Por Fernando Fernández
ABC
Las cuotas se imponen en la política económica. Cuotas por grupos sociales, por procedencias geográficas, por confesiones religiosas o por orientaciones sexuales. No se puede ser más multicultural y postmoderno. El problema es que son un coste para las empresas españolas, y no estamos precisamente sobrados de competitividad.
Un coste que constriñe su capacidad de gestión, pero también un coste que deteriora la calidad de la política económica. Y un coste sin límite, porque hoy tenemos cuotas para mujeres y catalanes, pero ¿qué impide que en una sociedad multicultural se pida-exija a los consejos que reserven un 10% de sus plazas a emigrantes o su cuota correspondiente a gays o agnósticos? No se rían, es un hecho aceptado que el Ministerio de Industria le corresponde en propiedad a los catalanes, la Comisión Nacional de Energía a Bilbao o la vicepresidencia primera del Gobierno a las mujeres. A los asturianos nos queda decidir si queremos la Dirección General del Carbón o de Industrias Lácteas, o apostamos por la modernidad y reclamamos el Instituto Cervantes para hacer del bable una lengua propia e internacional.
Es divertido ver a los políticos haciendo encajes de bolillos y estudiando las tablas «input-ouput» de Leontieff como si fueran un sudoku. Mientras tanto, la economía española pierde competitividad, se deteriora el diferencial de inflación, los tipos de interés van a subir más de lo que descuenta el mercado, se encarece la financiación del déficit exterior y el gasto público crece mucho más que el PIB nominal. El Gobierno discute de cuotas, pero nadie mira los números, nadie hace los deberes, nadie propone soluciones ni se aplica a la tarea de gobernar. Es más divertido seguir haciendo puzzles para deconstruir España.
Los «head-hunters» (cazadores de talentos) andan encantados buscando mujeres y catalanes para cubrir consejos, pero afortunadamente nuestros empresarios siguen diseñando agresivas operaciones de internacionalización. Tras los bancos, energéticas y «telecos», son ahora las constructoras y gestoras de infraestructuras las que han entendido que la alternativa es crecer o ser opado, y se han lanzado a la captura de tamaño y de nuevos mercados.

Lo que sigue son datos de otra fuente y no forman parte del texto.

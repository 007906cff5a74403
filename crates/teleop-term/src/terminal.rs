//! Terminal key source.
//!
//! Implements [`KeySource`] on top of crossterm. Raw mode is held only for the
//! duration of a single poll, so log output and the shell behave normally
//! between ticks.

use std::{io, time::Duration};

use crossterm::{
    event::{self, Event, KeyCode, KeyEvent, KeyEventKind, KeyModifiers},
    terminal::{disable_raw_mode, enable_raw_mode, is_raw_mode_enabled},
    tty::IsTty,
};
use teleop_core::KeySource;
use thiserror::Error;

/// Terminal key source errors.
#[derive(Debug, Error)]
pub enum TerminalError {
    /// I/O error from terminal operations.
    #[error("I/O error: {0}")]
    Io(#[from] io::Error),

    /// Standard input is not an interactive terminal.
    #[error("stdin is not a terminal")]
    NotATerminal,

    /// Ctrl-C was read while the terminal was in raw mode.
    #[error("interrupted")]
    Interrupted,
}

/// Scoped raw mode.
///
/// Enables raw mode on acquisition unless it is already enabled, and restores
/// the previous mode when dropped, including on early return and unwinding.
#[derive(Debug)]
pub struct RawModeGuard {
    /// Raw mode was enabled by this guard and must be disabled on drop.
    restore: bool,
}

impl RawModeGuard {
    /// Enter raw mode.
    pub fn acquire() -> Result<Self, TerminalError> {
        if is_raw_mode_enabled()? {
            return Ok(Self { restore: false });
        }
        enable_raw_mode()?;
        Ok(Self { restore: true })
    }
}

impl Drop for RawModeGuard {
    fn drop(&mut self) {
        if self.restore
            && let Err(e) = disable_raw_mode()
        {
            tracing::warn!("Failed to restore terminal mode: {e}");
        }
    }
}

/// Non-blocking single-key reader for the process terminal.
#[derive(Debug)]
pub struct TerminalKeys {
    _private: (),
}

impl TerminalKeys {
    /// Create a key source on the process terminal.
    ///
    /// # Errors
    ///
    /// Returns [`TerminalError::NotATerminal`] if stdin is redirected.
    pub fn new() -> Result<Self, TerminalError> {
        if !io::stdin().is_tty() {
            return Err(TerminalError::NotATerminal);
        }
        Ok(Self { _private: () })
    }

    /// Convert a crossterm event to a key.
    ///
    /// Only key presses carrying a character count. Ctrl-C is reported as
    /// [`TerminalError::Interrupted`] since raw mode suppresses the signal.
    fn convert_event(event: &Event) -> Result<Option<char>, TerminalError> {
        match event {
            Event::Key(KeyEvent {
                code: KeyCode::Char(c),
                modifiers,
                kind: KeyEventKind::Press,
                ..
            }) => {
                if modifiers.contains(KeyModifiers::CONTROL) && matches!(*c, 'c' | 'C') {
                    Err(TerminalError::Interrupted)
                } else {
                    Ok(Some(*c))
                }
            },
            _ => Ok(None),
        }
    }
}

impl KeySource for TerminalKeys {
    type Error = TerminalError;

    fn poll_key(&mut self) -> Result<Option<char>, Self::Error> {
        let _raw = RawModeGuard::acquire()?;
        if !event::poll(Duration::ZERO)? {
            return Ok(None);
        }
        Self::convert_event(&event::read()?)
    }
}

Las razones, las mismas que impulsaron la aventura pionera de la empresa española en la segunda mitad de los noventa. Pero quizás haya que añadir también otra, alejarse del regulador español, separarse de la injerencia política, evitar la larga mano del Gobierno.
Porque las empresas tienen claro, como lo tenían los economistas hasta que se contagiaron de nacionalismo, que el tamaño del mercado es una condición necesaria de competencia. Como escribió Pirenne en el año 1925, la ciudad medieval, al liberar al siervo del señor feudal permitió el despertar del comercio, la prosperidad y los derechos humanos.
Claro que entonces no había cuotas y los carlistas no eran precisamente las fuerzas del progreso.